For Absolute Beginners: This guide teaches you how to use GitHub Copilot to write your own bash scripts and customizations. No coding experience required—just follow along and learn by doing!
Before diving in, let's set honest expectations about what AI-assisted development looks like in practice.
| Metric | Value |
|---|---|
| Total development time | ~40-50 hours over 3.5 months |
| Git commits | 63 |
| Lines of bash code | ~2,100 |
| Lines of documentation | ~1,500 |
| Major rewrites | 3 (Cubic GUI → xorriso, dry-run removal, template sync) |
- Generates working code quickly — First drafts appear in seconds
- Explains unfamiliar concepts — Ask "why" and get clear answers
- Catches errors you'd miss — ShellCheck + Copilot finds bugs fast
- Handles boilerplate — Repetitive patterns are effortless
- Remembers context — No need to re-explain your project each session
- Understand your actual hardware — It doesn't know your radio setup
- Test in your environment — You still run and debug
- Make architectural decisions — You choose the approach
- Know upstream project internals — ETC's template system required research
- Guarantee correctness — AI confidently generates wrong code sometimes
- AI generates code (5 minutes)
- You test it (10 minutes)
- Something fails (always)
- You investigate (20 minutes)
- AI helps fix it (5 minutes)
- Repeat steps 2-5 (hours)
- Finally works (satisfaction!)
The honest truth: AI accelerates development 3-5x, but doesn't eliminate the learning curve. This project would have taken 150+ hours without Copilot, but it still took 40-50 hours with it.

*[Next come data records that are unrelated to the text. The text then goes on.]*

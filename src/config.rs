use std::path::{Component, Path, PathBuf};

use config::{builder::DefaultState, Config, ConfigBuilder, Environment, File, FileFormat};
use miette::{miette, Context, IntoDiagnostic, Result};
use regex::Regex;
use serde::Deserialize;

use crate::{cli::Overrides, types::Container};

/// Configuration file read when none is given on the command line
pub const DEFAULT_CONFIG_FILE: &str = "clipreel.toml";

/// Prefix of the environment variables overriding the configuration
pub const ENV_PREFIX: &str = "CLIPREEL";

/// Links of clips pages and of the clips host
pub const DEFAULT_CLIP_PATTERN: &str = r"/clip/[\w-]+|clips\.twitch\.tv/[\w-]+";

#[derive(Debug, Clone, Deserialize)]
pub struct Settings {
    /// Channel names or URLs to discover clips from
    pub channels: Vec<String>,
    /// Candidate store database
    pub cache: PathBuf,
    /// Directory holding the fetched media, emptied at every run
    pub work_dir: PathBuf,
    pub out_dir: PathBuf,
    /// Target runtime of the output, in seconds
    pub budget: f64,
    pub min_views: u64,
    pub max_age_hours: u32,
    pub clip_pattern: String,
    pub container: Container,
}

impl Settings {
    /// Merge the defaults, the configuration file, the environment and the CLI overrides
    pub fn load(file: Option<&Path>, overrides: &Overrides) -> Result<Self> {
        Self::load_with_env(file, Environment::with_prefix(ENV_PREFIX), overrides)
    }

    fn load_with_env(file: Option<&Path>, env: Environment, overrides: &Overrides) -> Result<Self> {
        let file = match file {
            Some(path) => File::new(&path.to_string_lossy(), FileFormat::Toml).required(true),
            None => File::new(DEFAULT_CONFIG_FILE, FileFormat::Toml).required(false),
        };

        let env = env
            .try_parsing(true)
            .list_separator(",")
            .with_list_parse_key("channels");

        let builder = defaults(Config::builder())
            .into_diagnostic()?
            .add_source(file)
            .add_source(env);

        let settings: Settings = apply_overrides(builder, overrides)
            .into_diagnostic()?
            .build()
            .into_diagnostic()
            .wrap_err("Could not read the configuration")?
            .try_deserialize()
            .into_diagnostic()
            .wrap_err("Invalid configuration")?;

        settings.validate()?;
        Ok(settings)
    }

    fn validate(&self) -> Result<()> {
        if !self.budget.is_finite() || self.budget < 0.0 {
            return Err(miette!(
                "The budget must be a number of seconds >= 0, got {}",
                self.budget
            ));
        }

        // The work directory is emptied at every run
        let work_dir = absolute(&self.work_dir)?;
        for (name, path) in [("out_dir", &self.out_dir), ("cache", &self.cache)] {
            if absolute(path)?.starts_with(&work_dir) {
                return Err(miette!(
                    "The {name} '{}' is inside the work_dir '{}' which is emptied at every run",
                    path.display(),
                    self.work_dir.display()
                ));
            }
        }

        Ok(())
    }

    /// Compile the clip link pattern
    pub fn clip_regex(&self) -> Result<Regex> {
        Regex::new(&self.clip_pattern)
            .into_diagnostic()
            .wrap_err_with(|| format!("Invalid clip pattern '{}'", self.clip_pattern))
    }
}

/// Make the path absolute and resolve `.` and `..` without touching the filesystem
fn absolute(path: &Path) -> Result<PathBuf> {
    let joined = if path.is_absolute() {
        path.to_path_buf()
    } else {
        std::env::current_dir()
            .into_diagnostic()
            .wrap_err("Could not get the current directory")?
            .join(path)
    };

    let mut res = PathBuf::new();
    for component in joined.components() {
        match component {
            Component::CurDir => {}
            Component::ParentDir => {
                res.pop();
            }
            other => res.push(other),
        }
    }
    Ok(res)
}

fn defaults(
    builder: ConfigBuilder<DefaultState>,
) -> Result<ConfigBuilder<DefaultState>, config::ConfigError> {
    builder
        .set_default("channels", Vec::<String>::new())?
        .set_default("cache", "clips.sqlite")?
        .set_default("work_dir", "temp")?
        .set_default("out_dir", "final")?
        .set_default("budget", 1200.0)?
        .set_default("min_views", 50_i64)?
        .set_default("max_age_hours", 24_i64)?
        .set_default("clip_pattern", DEFAULT_CLIP_PATTERN)?
        .set_default("container", "mp4")
}

fn apply_overrides(
    builder: ConfigBuilder<DefaultState>,
    overrides: &Overrides,
) -> Result<ConfigBuilder<DefaultState>, config::ConfigError> {
    let path = |p: &Option<PathBuf>| p.as_ref().map(|p| p.to_string_lossy().into_owned());

    builder
        .set_override_option("cache", path(&overrides.cache))?
        .set_override_option("work_dir", path(&overrides.work_dir))?
        .set_override_option("out_dir", path(&overrides.out_dir))?
        .set_override_option("budget", overrides.budget)?
        .set_override_option("channels", overrides.channels.clone())
}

If someone tells you AI writes perfect code on the first try, they're either lying or building something trivial.
This is NOT documentation for the emcomm-tools-customizer project—see README.md for that.
This guide teaches you how to use AI assistance (GitHub Copilot) to:
- Write bash scripts for any Linux customization
- Create configuration files for ham radio applications
- Manage sensitive data like WiFi passwords securely
- Document your work in Markdown
- Learn programming concepts through conversation with AI
The Goal: Empower you to create YOUR OWN customizations, not just use someone else's scripts.
- Google "how to configure WiFi on Ubuntu"
- Find 5 different tutorials, all slightly outdated
- Copy-paste commands you don't understand
- Something breaks, you have no idea why
- Start over with a different tutorial
- Ask: "Write a bash script to configure WiFi on Ubuntu 22.04"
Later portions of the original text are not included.